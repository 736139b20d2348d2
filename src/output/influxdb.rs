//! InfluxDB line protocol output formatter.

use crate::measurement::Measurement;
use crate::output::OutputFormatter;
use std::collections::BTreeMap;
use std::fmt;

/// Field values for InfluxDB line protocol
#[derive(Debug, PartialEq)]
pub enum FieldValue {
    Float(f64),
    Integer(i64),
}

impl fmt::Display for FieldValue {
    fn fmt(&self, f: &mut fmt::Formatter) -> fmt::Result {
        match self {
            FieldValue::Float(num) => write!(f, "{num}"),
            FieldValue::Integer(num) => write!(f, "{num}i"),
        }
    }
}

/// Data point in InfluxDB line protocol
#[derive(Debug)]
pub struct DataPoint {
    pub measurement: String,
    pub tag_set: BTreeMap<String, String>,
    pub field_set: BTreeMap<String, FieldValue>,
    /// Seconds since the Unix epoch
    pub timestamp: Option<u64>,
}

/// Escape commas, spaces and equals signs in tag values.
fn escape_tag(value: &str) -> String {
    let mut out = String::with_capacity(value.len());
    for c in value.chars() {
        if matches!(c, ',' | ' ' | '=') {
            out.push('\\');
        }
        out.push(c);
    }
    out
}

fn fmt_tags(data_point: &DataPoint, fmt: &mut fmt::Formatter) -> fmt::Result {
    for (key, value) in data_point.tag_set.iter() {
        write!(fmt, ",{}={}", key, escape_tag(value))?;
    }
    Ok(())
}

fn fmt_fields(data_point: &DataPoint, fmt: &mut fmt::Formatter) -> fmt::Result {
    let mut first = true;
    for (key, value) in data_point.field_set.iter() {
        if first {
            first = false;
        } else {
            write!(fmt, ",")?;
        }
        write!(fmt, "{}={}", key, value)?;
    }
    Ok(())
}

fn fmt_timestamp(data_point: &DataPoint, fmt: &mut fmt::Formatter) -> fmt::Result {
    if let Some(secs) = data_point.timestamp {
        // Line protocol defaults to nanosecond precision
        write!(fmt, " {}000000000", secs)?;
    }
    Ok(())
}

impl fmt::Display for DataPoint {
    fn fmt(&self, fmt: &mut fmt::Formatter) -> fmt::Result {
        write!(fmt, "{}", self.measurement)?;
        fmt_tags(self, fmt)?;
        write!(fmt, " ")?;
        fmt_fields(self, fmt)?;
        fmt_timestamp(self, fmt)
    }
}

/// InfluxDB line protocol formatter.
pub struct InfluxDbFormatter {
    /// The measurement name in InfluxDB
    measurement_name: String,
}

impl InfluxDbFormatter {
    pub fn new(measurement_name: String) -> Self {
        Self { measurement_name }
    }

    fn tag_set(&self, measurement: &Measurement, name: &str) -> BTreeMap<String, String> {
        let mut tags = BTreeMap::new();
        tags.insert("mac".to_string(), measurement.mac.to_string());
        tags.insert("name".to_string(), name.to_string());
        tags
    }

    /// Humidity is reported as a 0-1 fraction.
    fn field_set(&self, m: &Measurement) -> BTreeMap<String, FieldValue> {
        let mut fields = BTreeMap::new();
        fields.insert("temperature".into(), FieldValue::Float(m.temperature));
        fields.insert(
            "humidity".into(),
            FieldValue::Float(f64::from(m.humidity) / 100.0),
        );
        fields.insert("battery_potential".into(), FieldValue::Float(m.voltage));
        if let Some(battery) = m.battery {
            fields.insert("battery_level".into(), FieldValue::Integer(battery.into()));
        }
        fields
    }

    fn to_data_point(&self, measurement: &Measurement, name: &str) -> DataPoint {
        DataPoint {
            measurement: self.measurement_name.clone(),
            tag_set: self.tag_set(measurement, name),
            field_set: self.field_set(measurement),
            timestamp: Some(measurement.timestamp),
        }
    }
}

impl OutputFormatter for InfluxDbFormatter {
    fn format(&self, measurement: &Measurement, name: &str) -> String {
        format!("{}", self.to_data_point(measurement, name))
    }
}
* * *
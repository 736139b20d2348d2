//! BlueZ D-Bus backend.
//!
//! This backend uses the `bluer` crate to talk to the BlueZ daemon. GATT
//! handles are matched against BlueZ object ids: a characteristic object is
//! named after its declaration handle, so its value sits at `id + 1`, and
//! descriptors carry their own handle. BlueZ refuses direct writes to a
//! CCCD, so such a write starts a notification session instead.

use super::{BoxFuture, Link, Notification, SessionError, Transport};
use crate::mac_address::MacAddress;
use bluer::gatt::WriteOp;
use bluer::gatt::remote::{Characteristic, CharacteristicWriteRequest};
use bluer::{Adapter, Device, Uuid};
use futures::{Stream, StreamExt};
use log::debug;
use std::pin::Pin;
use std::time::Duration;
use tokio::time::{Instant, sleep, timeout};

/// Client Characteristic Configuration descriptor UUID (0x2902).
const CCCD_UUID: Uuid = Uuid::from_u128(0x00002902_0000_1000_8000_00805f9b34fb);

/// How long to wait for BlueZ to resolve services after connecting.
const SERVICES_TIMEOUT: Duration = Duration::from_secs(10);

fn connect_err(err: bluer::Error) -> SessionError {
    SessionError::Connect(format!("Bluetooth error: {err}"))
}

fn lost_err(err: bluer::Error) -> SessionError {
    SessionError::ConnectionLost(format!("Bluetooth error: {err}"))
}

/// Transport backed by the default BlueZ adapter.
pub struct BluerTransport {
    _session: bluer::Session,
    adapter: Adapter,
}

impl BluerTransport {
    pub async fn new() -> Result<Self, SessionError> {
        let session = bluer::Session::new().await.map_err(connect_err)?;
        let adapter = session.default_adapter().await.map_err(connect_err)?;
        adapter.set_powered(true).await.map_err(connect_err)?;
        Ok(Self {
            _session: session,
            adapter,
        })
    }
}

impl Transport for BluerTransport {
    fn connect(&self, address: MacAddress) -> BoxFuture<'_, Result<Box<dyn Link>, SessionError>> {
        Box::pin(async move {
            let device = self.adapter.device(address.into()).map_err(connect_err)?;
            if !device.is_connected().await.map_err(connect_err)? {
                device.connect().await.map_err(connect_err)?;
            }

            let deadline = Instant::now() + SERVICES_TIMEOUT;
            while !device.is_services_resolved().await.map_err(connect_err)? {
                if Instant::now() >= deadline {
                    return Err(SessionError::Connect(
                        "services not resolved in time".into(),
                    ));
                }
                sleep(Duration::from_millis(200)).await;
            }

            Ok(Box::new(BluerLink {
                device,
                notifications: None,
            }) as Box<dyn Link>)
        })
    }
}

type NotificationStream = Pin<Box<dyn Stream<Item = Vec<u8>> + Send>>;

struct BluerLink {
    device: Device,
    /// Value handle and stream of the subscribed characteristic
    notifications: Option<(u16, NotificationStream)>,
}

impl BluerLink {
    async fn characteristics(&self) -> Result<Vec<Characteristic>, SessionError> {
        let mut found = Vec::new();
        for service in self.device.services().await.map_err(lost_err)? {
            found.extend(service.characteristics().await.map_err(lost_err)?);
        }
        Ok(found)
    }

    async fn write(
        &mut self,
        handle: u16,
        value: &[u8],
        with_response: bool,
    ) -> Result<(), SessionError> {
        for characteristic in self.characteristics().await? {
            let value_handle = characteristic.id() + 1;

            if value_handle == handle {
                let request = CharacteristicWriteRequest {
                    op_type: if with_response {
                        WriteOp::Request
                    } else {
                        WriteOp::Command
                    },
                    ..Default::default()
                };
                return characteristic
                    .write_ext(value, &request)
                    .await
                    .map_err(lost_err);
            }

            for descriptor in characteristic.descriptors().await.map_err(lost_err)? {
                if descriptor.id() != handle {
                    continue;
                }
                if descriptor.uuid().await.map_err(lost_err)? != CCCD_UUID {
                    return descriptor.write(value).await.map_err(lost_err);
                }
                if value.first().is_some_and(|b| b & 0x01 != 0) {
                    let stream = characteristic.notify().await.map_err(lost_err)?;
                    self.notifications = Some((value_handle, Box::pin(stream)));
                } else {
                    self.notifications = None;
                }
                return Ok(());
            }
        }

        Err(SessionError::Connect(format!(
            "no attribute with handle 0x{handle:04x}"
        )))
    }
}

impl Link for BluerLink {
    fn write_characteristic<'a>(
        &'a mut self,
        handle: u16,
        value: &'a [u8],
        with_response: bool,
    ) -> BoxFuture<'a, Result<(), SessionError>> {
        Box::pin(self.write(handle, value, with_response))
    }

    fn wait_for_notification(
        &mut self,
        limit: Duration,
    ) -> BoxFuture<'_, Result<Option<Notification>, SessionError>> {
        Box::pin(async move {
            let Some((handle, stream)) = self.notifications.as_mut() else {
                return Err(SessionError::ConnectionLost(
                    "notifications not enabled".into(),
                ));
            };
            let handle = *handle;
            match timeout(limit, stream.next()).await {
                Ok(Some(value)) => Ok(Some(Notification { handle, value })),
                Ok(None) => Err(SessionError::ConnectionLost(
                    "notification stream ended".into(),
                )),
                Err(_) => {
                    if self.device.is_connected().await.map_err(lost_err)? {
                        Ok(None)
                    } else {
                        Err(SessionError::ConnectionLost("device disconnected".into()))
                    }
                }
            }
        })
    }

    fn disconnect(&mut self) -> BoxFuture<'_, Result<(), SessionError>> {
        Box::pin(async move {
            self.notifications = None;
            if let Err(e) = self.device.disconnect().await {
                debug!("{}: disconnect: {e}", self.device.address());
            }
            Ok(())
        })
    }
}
...
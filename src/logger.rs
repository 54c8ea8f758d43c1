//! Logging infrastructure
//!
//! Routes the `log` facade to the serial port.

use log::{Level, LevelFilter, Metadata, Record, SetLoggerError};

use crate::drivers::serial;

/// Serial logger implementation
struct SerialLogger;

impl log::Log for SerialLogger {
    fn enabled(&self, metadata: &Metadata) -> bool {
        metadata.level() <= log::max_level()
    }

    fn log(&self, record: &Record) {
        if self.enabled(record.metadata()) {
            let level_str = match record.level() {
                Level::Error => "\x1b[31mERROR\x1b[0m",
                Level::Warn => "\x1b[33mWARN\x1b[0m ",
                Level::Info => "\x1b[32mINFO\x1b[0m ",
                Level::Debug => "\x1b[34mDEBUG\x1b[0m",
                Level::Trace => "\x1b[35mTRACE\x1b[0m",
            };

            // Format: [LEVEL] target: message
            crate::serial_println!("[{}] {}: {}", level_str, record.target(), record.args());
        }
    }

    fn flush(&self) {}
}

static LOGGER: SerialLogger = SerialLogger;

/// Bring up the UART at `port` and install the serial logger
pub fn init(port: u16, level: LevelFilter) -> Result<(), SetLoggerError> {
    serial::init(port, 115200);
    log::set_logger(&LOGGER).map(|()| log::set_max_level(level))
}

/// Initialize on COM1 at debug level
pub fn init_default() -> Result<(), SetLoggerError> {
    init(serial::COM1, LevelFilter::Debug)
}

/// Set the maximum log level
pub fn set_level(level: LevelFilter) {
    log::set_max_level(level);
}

→ Required work
Which lines hold the word "after"? Return all of them from the records above.

→ Result for this exercise
//! named after its declaration handle, so its value sits at `id + 1`, and
/// How long to wait for BlueZ to resolve services after connecting.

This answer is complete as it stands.